First, you need to understand implied volatility itself. IV is basically what the market thinks is going to happen with price movement. When IV is high, traders are expecting big moves, so option contracts get expensive. Everyone's hedging or speculating on that big swing. When IV drops, options become cheap because people aren't worried about massive price swings anymore.

Here's the thing though - options pricing depends heavily on this IV number. A higher IV means more expensive premiums because there's a bigger probability of the option ending in the money. Lower IV means cheaper options. So as a trader, you're constantly checking IV levels to figure out if you're buying or selling at a fair price.

Now, what is IV crush exactly? It's when implied volatility suddenly drops fast. This happens when something that was creating uncertainty gets resolved. A company reports earnings, an announcement comes out, the unknown becomes known - and boom, IV collapses. Before these events, traders pile into options, driving IV up. After the event, all that uncertainty evaporates and IV crushes down.

Earnings reports are probably the biggest trigger for what is IV crush. Before earnings drop, IV spikes because nobody knows which way the stock will move. After earnings, the stock reacts to the actual numbers, and IV crushes as traders stop expecting wild swings.

Here's something crucial - when IV crush happens, the extrinsic value of your options tanks. You could have the directional move right and still lose money because of IV crush. That's what makes this silent trader killer.
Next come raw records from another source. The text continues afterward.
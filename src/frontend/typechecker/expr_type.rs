//! Static type inference for expressions.
//!
//! Inference never mutates a scope. Shapes it does not model produce a warning and
//! [`Type::Unresolved`] instead of an error, so one unknown expression does not stop the analysis
//! of its file. Only names that cannot be found anywhere are errors.

use tracing::{debug, warn};

use typpy_core::lang::types::collections::{self, CollectionTypeId};
use typpy_core::lang::types::numerics::{self, NumericTypeId};
use typpy_core::lang::types::special;
use typpy_core::lang::types::stringlike::{self, StringLikeId};
use typpy_core::{NumericOp, result_numeric_type};

use crate::frontend::ast::{BinaryOp, Expr, Literal, Spanned, UnaryOp};
use crate::frontend::diagnostics::CompileError;
use crate::frontend::parser;
use crate::frontend::scope::{ScopeId, ScopeTable};
use crate::frontend::types::Type;

use super::errors;

/// Infer the static type of `expr` as seen from `scope`.
///
/// ## Errors
/// - `UnresolvedSymbol` when a name or a called function is not defined.
pub fn get_expr_type(scopes: &ScopeTable, scope: ScopeId, expr: &Spanned<Expr>) -> Result<Type, CompileError> {
    match &expr.node {
        Expr::Literal(literal) => Ok(literal_type(literal)),
        Expr::Ident(name) => name_type(scopes, scope, name, expr),
        Expr::Subscript(value, index) => subscript_type(scopes, scope, value, index),
        Expr::Call(callee, _) => match &callee.node {
            Expr::Ident(name) => call_type(scopes, scope, name, callee),
            other => Ok(unsupported(other)),
        },
        Expr::Tuple(items) => Ok(Type::Tuple(types_of(scopes, scope, items)?)),
        Expr::List(items) => container_type(scopes, scope, CollectionTypeId::List, items),
        Expr::Set(items) => container_type(scopes, scope, CollectionTypeId::Set, items),
        Expr::Dict(entries) => {
            let dict = collections::as_str(CollectionTypeId::Dict);
            if entries.is_empty() {
                return Ok(Type::primitive(dict));
            }
            let mut keys = Vec::with_capacity(entries.len());
            let mut values = Vec::with_capacity(entries.len());
            for (key, value) in entries {
                keys.push(get_expr_type(scopes, scope, key)?);
                values.push(get_expr_type(scopes, scope, value)?);
            }
            Ok(Type::generic(dict, vec![Type::union(keys), Type::union(values)]))
        }
        Expr::Unary(op, operand) => {
            let operand_ty = get_expr_type(scopes, scope, operand)?;
            Ok(unary_type(*op, &operand_ty).unwrap_or_else(|| unsupported(&expr.node)))
        }
        Expr::Binary(lhs, op, rhs) => {
            let lhs_ty = get_expr_type(scopes, scope, lhs)?;
            let rhs_ty = get_expr_type(scopes, scope, rhs)?;
            Ok(binary_type(&lhs_ty, *op, &rhs_ty).unwrap_or_else(|| unsupported(&expr.node)))
        }
        Expr::Attribute(..) => Ok(unsupported(&expr.node)),
    }
}

/// Infer the type an annotation expression denotes.
///
/// Like [`get_expr_type`], except that string literals are parsed as deferred annotations.
pub fn annotation_type(scopes: &ScopeTable, scope: ScopeId, annotation: &Spanned<Expr>) -> Result<Type, CompileError> {
    if let Expr::Literal(Literal::Str(text)) = &annotation.node {
        return match parser::parse_expression(text) {
            Ok(parsed) => annotation_type(scopes, scope, &parsed),
            Err(_) => {
                warn!(annotation = %text, "unparsable string annotation");
                Ok(Type::Unresolved)
            }
        };
    }
    get_expr_type(scopes, scope, annotation)
}

fn literal_type(literal: &Literal) -> Type {
    match literal {
        Literal::Int(_) => numeric(NumericTypeId::Int),
        Literal::Float(_) => numeric(NumericTypeId::Float),
        Literal::Complex(_) => numeric(NumericTypeId::Complex),
        Literal::Bool(_) => numeric(NumericTypeId::Bool),
        Literal::Str(_) => Type::primitive(stringlike::as_str(StringLikeId::Str)),
        Literal::Bytes(_) => Type::primitive(stringlike::as_str(StringLikeId::Bytes)),
        Literal::None => Type::NoneType,
    }
}

fn numeric(id: NumericTypeId) -> Type {
    Type::primitive(numerics::as_str(id))
}

/// Variables first, then type names (the name denotes the type itself).
fn name_type(scopes: &ScopeTable, scope: ScopeId, name: &str, expr: &Spanned<Expr>) -> Result<Type, CompileError> {
    if let Some(ty) = scopes.resolve_variable(scope, name) {
        return Ok(ty.clone());
    }
    if let Some(nominal) = scopes.resolve_type(scope, name) {
        return Ok(nominal.ty.clone());
    }
    if special::from_str(name).is_some() {
        debug!(name, "bare special form used as a value");
        return Ok(Type::Unresolved);
    }
    if scopes.resolve_callable(scope, name).is_some() {
        debug!(name, "function used as a value");
        return Ok(Type::Unresolved);
    }
    Err(errors::undefined_name(name, expr.span))
}

fn call_type(scopes: &ScopeTable, scope: ScopeId, name: &str, callee: &Spanned<Expr>) -> Result<Type, CompileError> {
    if let Some(ty) = scopes.resolve_variable(scope, name) {
        return Ok(match ty {
            Type::Any => Type::Any,
            _ => {
                warn!(name, ty = %ty, "call through a variable");
                Type::Unresolved
            }
        });
    }
    match scopes.resolve_callable(scope, name) {
        Some(entry) => Ok(entry.signature.returns.clone()),
        None => Err(errors::undefined_function(name, callee.span)),
    }
}

/// `Outer[Inner, ...]` builds a parametrized type, unless `Outer` is a variable, which is indexed.
fn subscript_type(
    scopes: &ScopeTable,
    scope: ScopeId,
    value: &Spanned<Expr>,
    index: &Spanned<Expr>,
) -> Result<Type, CompileError> {
    let origin = match &value.node {
        Expr::Ident(name) => {
            if let Some(container) = scopes.resolve_variable(scope, name) {
                return Ok(index_type(container, index).unwrap_or_else(|| {
                    warn!(container = %container, "unsupported index operation");
                    Type::Unresolved
                }));
            }
            if scopes.resolve_type(scope, name).is_none() && special::from_str(name).is_none() {
                return Err(errors::undefined_name(name, value.span));
            }
            name.as_str()
        }
        Expr::Attribute(_, attr) => attr.node.as_str(),
        other => return Ok(unsupported(other)),
    };

    let args = match &index.node {
        Expr::Tuple(items) => items
            .iter()
            .map(|item| annotation_type(scopes, scope, item))
            .collect::<Result<Vec<_>, _>>()?,
        _ => vec![annotation_type(scopes, scope, index)?],
    };
    Ok(Type::parametrize(origin, args).unwrap_or_else(|| {
        warn!(origin, "wrong number of type arguments");
        Type::Unresolved
    }))
}

/// Element type produced by `container[index]`.
fn index_type(container: &Type, index: &Spanned<Expr>) -> Option<Type> {
    match container {
        Type::Any => Some(Type::Any),
        Type::Tuple(elements) => {
            let position = match &index.node {
                Expr::Literal(Literal::Int(i)) => *i,
                Expr::Unary(UnaryOp::Neg, inner) => match &inner.node {
                    Expr::Literal(Literal::Int(i)) => -*i,
                    _ => return None,
                },
                _ => return Some(Type::union(elements.iter().cloned())),
            };
            let len = i64::try_from(elements.len()).ok()?;
            let position = if position < 0 { position + len } else { position };
            usize::try_from(position).ok().and_then(|p| elements.get(p)).cloned()
        }
        Type::Generic(origin, args) => match (collections::from_str(origin), args.as_slice()) {
            (Some(CollectionTypeId::List), [element]) => Some(element.clone()),
            (Some(CollectionTypeId::Dict), [_, value]) => Some(value.clone()),
            _ => None,
        },
        Type::Primitive(name) => match stringlike::from_str(name) {
            Some(StringLikeId::Str) => Some(container.clone()),
            Some(StringLikeId::Bytes) => Some(numeric(NumericTypeId::Int)),
            None if collections::from_str(name).is_some() => Some(Type::Any),
            None => None,
        },
        _ => None,
    }
}

fn types_of(scopes: &ScopeTable, scope: ScopeId, items: &[Spanned<Expr>]) -> Result<Vec<Type>, CompileError> {
    items.iter().map(|item| get_expr_type(scopes, scope, item)).collect()
}

/// `[]` is the bare container; `[1, "a"]` is `list[Union[int, str]]`.
fn container_type(
    scopes: &ScopeTable,
    scope: ScopeId,
    container: CollectionTypeId,
    items: &[Spanned<Expr>],
) -> Result<Type, CompileError> {
    let origin = collections::as_str(container);
    if items.is_empty() {
        return Ok(Type::primitive(origin));
    }
    let element = Type::union(types_of(scopes, scope, items)?);
    Ok(Type::generic(origin, vec![element]))
}

fn unary_type(op: UnaryOp, operand: &Type) -> Option<Type> {
    match op {
        UnaryOp::Not => Some(numeric(NumericTypeId::Bool)),
        UnaryOp::Neg | UnaryOp::Pos => match operand {
            Type::Any => Some(Type::Any),
            // `-True` is `-1`
            _ => operand
                .numeric()
                .map(|id| numeric(numerics::wider(id, NumericTypeId::Int))),
        },
    }
}

fn binary_type(lhs: &Type, op: BinaryOp, rhs: &Type) -> Option<Type> {
    if op.is_comparison() {
        return Some(numeric(NumericTypeId::Bool));
    }
    match op {
        BinaryOp::And | BinaryOp::Or => return Some(Type::union([lhs.clone(), rhs.clone()])),
        _ if matches!(lhs, Type::Any) || matches!(rhs, Type::Any) => return Some(Type::Any),
        _ => {}
    }

    if let (Some(l), Some(r), Some(num_op)) = (lhs.numeric(), rhs.numeric(), numeric_op(op)) {
        return Some(numeric(result_numeric_type(num_op, l, r)));
    }

    let is_int = |ty: &Type| matches!(ty.numeric(), Some(NumericTypeId::Bool | NumericTypeId::Int));
    let is_sequence = |ty: &Type| {
        matches!(ty, Type::Tuple(_))
            || ty.origin().is_some_and(|o| {
                stringlike::from_str(o).is_some() || collections::from_str(o) == Some(CollectionTypeId::List)
            })
    };
    match op {
        BinaryOp::Add if lhs == rhs && is_sequence(lhs) => Some(lhs.clone()),
        BinaryOp::Add => match (lhs, rhs) {
            (Type::Tuple(a), Type::Tuple(b)) => Some(Type::Tuple(a.iter().chain(b).cloned().collect())),
            _ => None,
        },
        BinaryOp::Mul if is_sequence(lhs) && is_int(rhs) && !matches!(lhs, Type::Tuple(_)) => Some(lhs.clone()),
        BinaryOp::Mul if is_int(lhs) && is_sequence(rhs) && !matches!(rhs, Type::Tuple(_)) => Some(rhs.clone()),
        // printf-style formatting
        BinaryOp::Mod if lhs.origin().and_then(stringlike::from_str).is_some() => Some(lhs.clone()),
        _ => None,
    }
}

fn numeric_op(op: BinaryOp) -> Option<NumericOp> {
    Some(match op {
        BinaryOp::Add => NumericOp::Add,
        BinaryOp::Sub => NumericOp::Sub,
        BinaryOp::Mul => NumericOp::Mul,
        BinaryOp::Div => NumericOp::Div,
        BinaryOp::FloorDiv => NumericOp::FloorDiv,
        BinaryOp::Mod => NumericOp::Mod,
        BinaryOp::Pow => NumericOp::Pow,
        _ => return None,
    })
}

fn unsupported(expr: &Expr) -> Type {
    warn!(kind = expr.kind_name(), "expression type is not inferred");
    Type::Unresolved
}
To understand what is IV crush better, you need to know about implied moves. The implied move tells you how much a stock is expected to move in a given timeframe. You calculate this using an ATM straddle - buy both the call and put at the same strike. The total cost of that straddle is your expected move. If a stock is at $100 and the straddle costs $10, the market expects a $10 move.

If the stock stays within that implied move range, option sellers win. If it breaks outside, option buyers win. If you think IV is too high and the stock won't move much, you sell options. If you think IV is too low and the stock will shock everyone, you buy.

So how do you actually profit from what is IV crush? The classic play is selling options before earnings. If you think IV is overblown, you can run short volatility strategies.

The iron condor is popular for this. You sell an out-of-the-money call and put, then buy even further OTM calls and puts to cap your risk. If the stock stays within the implied move after earnings, you pocket the premium fast. The problem - if the stock explodes beyond expectations, you're taking losses. You need a plan for when these trades go wrong.

The short strangle is similar but riskier. You sell OTM calls and puts but don't buy anything to protect yourself. You collect more premium upfront, but if the stock moves way beyond the implied range, you can get crushed. Undefined risk means undefined losses.

Both strategies can work for profiting from IV crush, but they both come with real risks. The key is understanding that IV crush is inevitable after major events, and you need to position accordingly. Some traders fade IV spikes by selling premium. Others wait for the crush and buy the dip in volatility. Either way, respect what is IV crush and you'll avoid being one of those traders who got the direction right but still lost money.